The S&P 500 or Dow Jones may be household names, but private equity returns are often compared to underperformers like the Russell 3000 or MSCI World Index.
“They like to use the Russell 3000 because it is a worse performer,” Hooke said.
When Hooke tested the returns of 19 large players, comparing them to the S&P 500 from 2007 to 2020, he found that fewer than half beat the market.
As an individual investor, you may not even receive enough information about the performance of the assets in a private fund to calculate things like Public Market Equivalent. You might be stuck with whatever metrics the fund and your retirement provider calculate for you.
You’ll also have to rely on the fund’s valuations of those assets. The only way to know the true value of a private asset is to sell it, but unsold assets need to be valued to calculate a fund’s performance.
This process, known as “mark to market,” tasks private equity investors with appraising the value of their private holdings. They do this by comparing their holdings to similar ones that have been sold recently in order to come up with a fair market value, similar to the process of appraising a home.
“It’s almost 100% on the honor system,” Hooke said.
Auditing firms will do a “smell test” on these valuations, said Hooke, but they can only review a small fraction of valuations themselves.
A 2024 Morningstar report highlights another problem: these calculated values are much less volatile than the public markets, known as the “appraisal-smoothing model.”
Less volatility might be a selling point for the private markets, but it also means that true comparison to the stock market is a challenge, according to Morningstar.
Fiduciaries
The good news is that a retirement saver won’t have to figure this out alone. 401(k) retirement plans aren’t a free-for-all, with individuals deciding where they’d like to park their nest egg. Instead, there are layers of professionals responsible for building, evaluating, and presenting plans to 401(k) participants, who then choose from a list of potential options.
Some of these professionals, like the employer offering the plan and the human resources teams administering it, have a fiduciary duty. This means they must make decisions based solely on the interests of those in the plan when evaluating retirement plans, at the threat of costly and embarrassing lawsuits.
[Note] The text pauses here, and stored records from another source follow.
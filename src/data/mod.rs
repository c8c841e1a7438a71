//! Data module - input discovery, parsing, normalization and caching

mod cache;
mod locator;
mod metrics;
mod normalizer;
mod parser;
mod pipeline;

pub use cache::{DatasetCache, SourceSignature};
pub use locator::{locate_input, CANDIDATE_FILENAMES};
pub use metrics::{with_efficiency, EFFICIENCY_COLUMN};
pub use normalizer::{
    coerce_decimal, normalize_table, numeric_values, text_values, COERCION_FALLBACK,
    CONSUMPTION_COLUMN, FINANCIAL_COLUMNS, OVERHEAD_COLUMN, STANDARD_COST_COLUMN,
    UNIT_DIRECT_COST_COLUMN,
};
pub use parser::{
    parse_bytes, read_table, CsvVariant, ParseError, ParsedTable, TextEncoding, PARSE_VARIANTS,
};
pub use pipeline::{build_dataset, load_from_dir, CostDataset, PipelineError};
Trump’s executive order makes it clear that fiduciaries will remain responsible for protecting savers, including when evaluating private fund investment options.
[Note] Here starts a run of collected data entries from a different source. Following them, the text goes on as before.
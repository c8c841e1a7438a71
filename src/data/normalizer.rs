//! Column Normalizer Module
//! Trims header labels and coerces financial columns to clean numerics.

use std::collections::HashSet;

use polars::prelude::*;

/// Total consumed quantity.
pub const CONSUMPTION_COLUMN: &str = "Consumo Total";
/// Unit direct cost.
pub const UNIT_DIRECT_COST_COLUMN: &str = "Custo Direto Unit.";
/// Manufacturing overhead.
pub const OVERHEAD_COLUMN: &str = "CIF";
/// Standard cost, the numerator of the efficiency metric.
pub const STANDARD_COST_COLUMN: &str = "Custo Padrão";

/// Financial columns recognized for numeric coercion.
pub const FINANCIAL_COLUMNS: [&str; 4] = [
    CONSUMPTION_COLUMN,
    UNIT_DIRECT_COST_COLUMN,
    OVERHEAD_COLUMN,
    STANDARD_COST_COLUMN,
];

/// Value substituted for any cell that fails numeric coercion.
pub const COERCION_FALLBACK: f64 = 0.0;

/// Coerce one locale-formatted cell to f64.
///
/// Accepts the `1.234,56` convention (period thousands separator, comma
/// decimal mark). Anything blank, symbolic, malformed, or non-finite
/// coerces to [`COERCION_FALLBACK`] so a stray cell never aborts a load.
pub fn coerce_decimal(raw: &str) -> f64 {
    let cleaned = raw.trim().replace('.', "").replace(',', ".");
    cleaned
        .parse::<f64>()
        .ok()
        .filter(|value| value.is_finite())
        .unwrap_or(COERCION_FALLBACK)
}

/// Normalize a freshly parsed table.
///
/// Column-at-a-time and fail-soft: header labels are trimmed, financial
/// columns become f64 with malformed cells as [`COERCION_FALLBACK`], absent
/// financial columns are tolerated, and everything else passes through
/// untouched. Running it twice is a no-op.
pub fn normalize_table(mut frame: DataFrame) -> PolarsResult<DataFrame> {
    trim_column_labels(&mut frame)?;

    let columns: Vec<Column> = frame
        .get_columns()
        .iter()
        .map(|column| {
            if FINANCIAL_COLUMNS.contains(&column.name().as_str()) {
                coerce_financial(column)
            } else {
                Ok(column.clone())
            }
        })
        .collect::<PolarsResult<_>>()?;

    DataFrame::new(columns)
}

/// Trim surrounding whitespace from every column label.
///
/// A trimmed label that would collide with an existing one keeps its
/// original spelling, so the rename can never fail.
fn trim_column_labels(frame: &mut DataFrame) -> PolarsResult<()> {
    let originals: Vec<String> = frame
        .get_column_names()
        .iter()
        .map(|name| name.to_string())
        .collect();

    let mut taken: HashSet<&str> = originals
        .iter()
        .filter(|name| name.trim() == name.as_str())
        .map(|name| name.as_str())
        .collect();

    let renamed: Vec<String> = originals
        .iter()
        .map(|name| {
            let trimmed = name.trim();
            if trimmed == name.as_str() || trimmed.is_empty() || taken.contains(trimmed) {
                name.clone()
            } else {
                taken.insert(trimmed);
                trimmed.to_string()
            }
        })
        .collect();

    frame.set_column_names(renamed)
}

/// Rebuild one financial column as clean f64.
fn coerce_financial(column: &Column) -> PolarsResult<Column> {
    let name = column.name().clone();

    let values: Vec<f64> = match column.dtype() {
        DataType::String => {
            let cells = column.str()?;
            cells
                .into_iter()
                .map(|cell| cell.map_or(COERCION_FALLBACK, coerce_decimal))
                .collect()
        }
        _ => {
            // Already numeric (or null): cast and zero out the gaps.
            let cast = column.cast(&DataType::Float64)?;
            let cells = cast.f64()?;
            cells
                .into_iter()
                .map(|cell| {
                    cell.filter(|value| value.is_finite())
                        .unwrap_or(COERCION_FALLBACK)
                })
                .collect()
        }
    };

    Ok(Column::new(name, values))
}

/// Extract a column as display text, `None` when the column is absent.
///
/// String cells are taken verbatim; cells of any other dtype are rendered
/// the way they print. Null cells stay `None` so callers pick their own
/// placeholder. Works on multi-chunk columns.
pub fn text_values(frame: &DataFrame, name: &str) -> Option<Vec<Option<String>>> {
    let column = frame.column(name).ok()?;

    if column.dtype() == &DataType::String {
        let cells = column.str().ok()?;
        return Some(
            cells
                .into_iter()
                .map(|cell| cell.map(str::to_string))
                .collect(),
        );
    }

    let series = column.as_materialized_series();
    Some(
        (0..series.len())
            .map(|index| match series.get(index) {
                Ok(value) if !value.is_null() => {
                    Some(value.to_string().trim_matches('"').to_string())
                }
                _ => None,
            })
            .collect(),
    )
}

/// Extract a column as f64 values, `None` when the column is absent.
///
/// Nulls and non-finite entries read as [`COERCION_FALLBACK`]. Normalized
/// frames no longer contain either, but views built by callers stay covered.
pub fn numeric_values(frame: &DataFrame, name: &str) -> PolarsResult<Option<Vec<f64>>> {
    let Ok(column) = frame.column(name) else {
        return Ok(None);
    };

    let cast = column.cast(&DataType::Float64)?;
    let cells = cast.f64()?;
    let values = cells
        .into_iter()
        .map(|cell| {
            cell.filter(|value| value.is_finite())
                .unwrap_or(COERCION_FALLBACK)
        })
        .collect();

    Ok(Some(values))
}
In other good news, industry experts tend to think that private assets will likely make up a relatively small portion of one’s 401(k). One option being tested is a private fund that occupies 5% to 10% of a larger managed plan, like a target date fund. This means that instead of having unlimited options for their retirement capital, plan participants are more likely to have just a few — or even just one private option — to break their brains when assessing performance.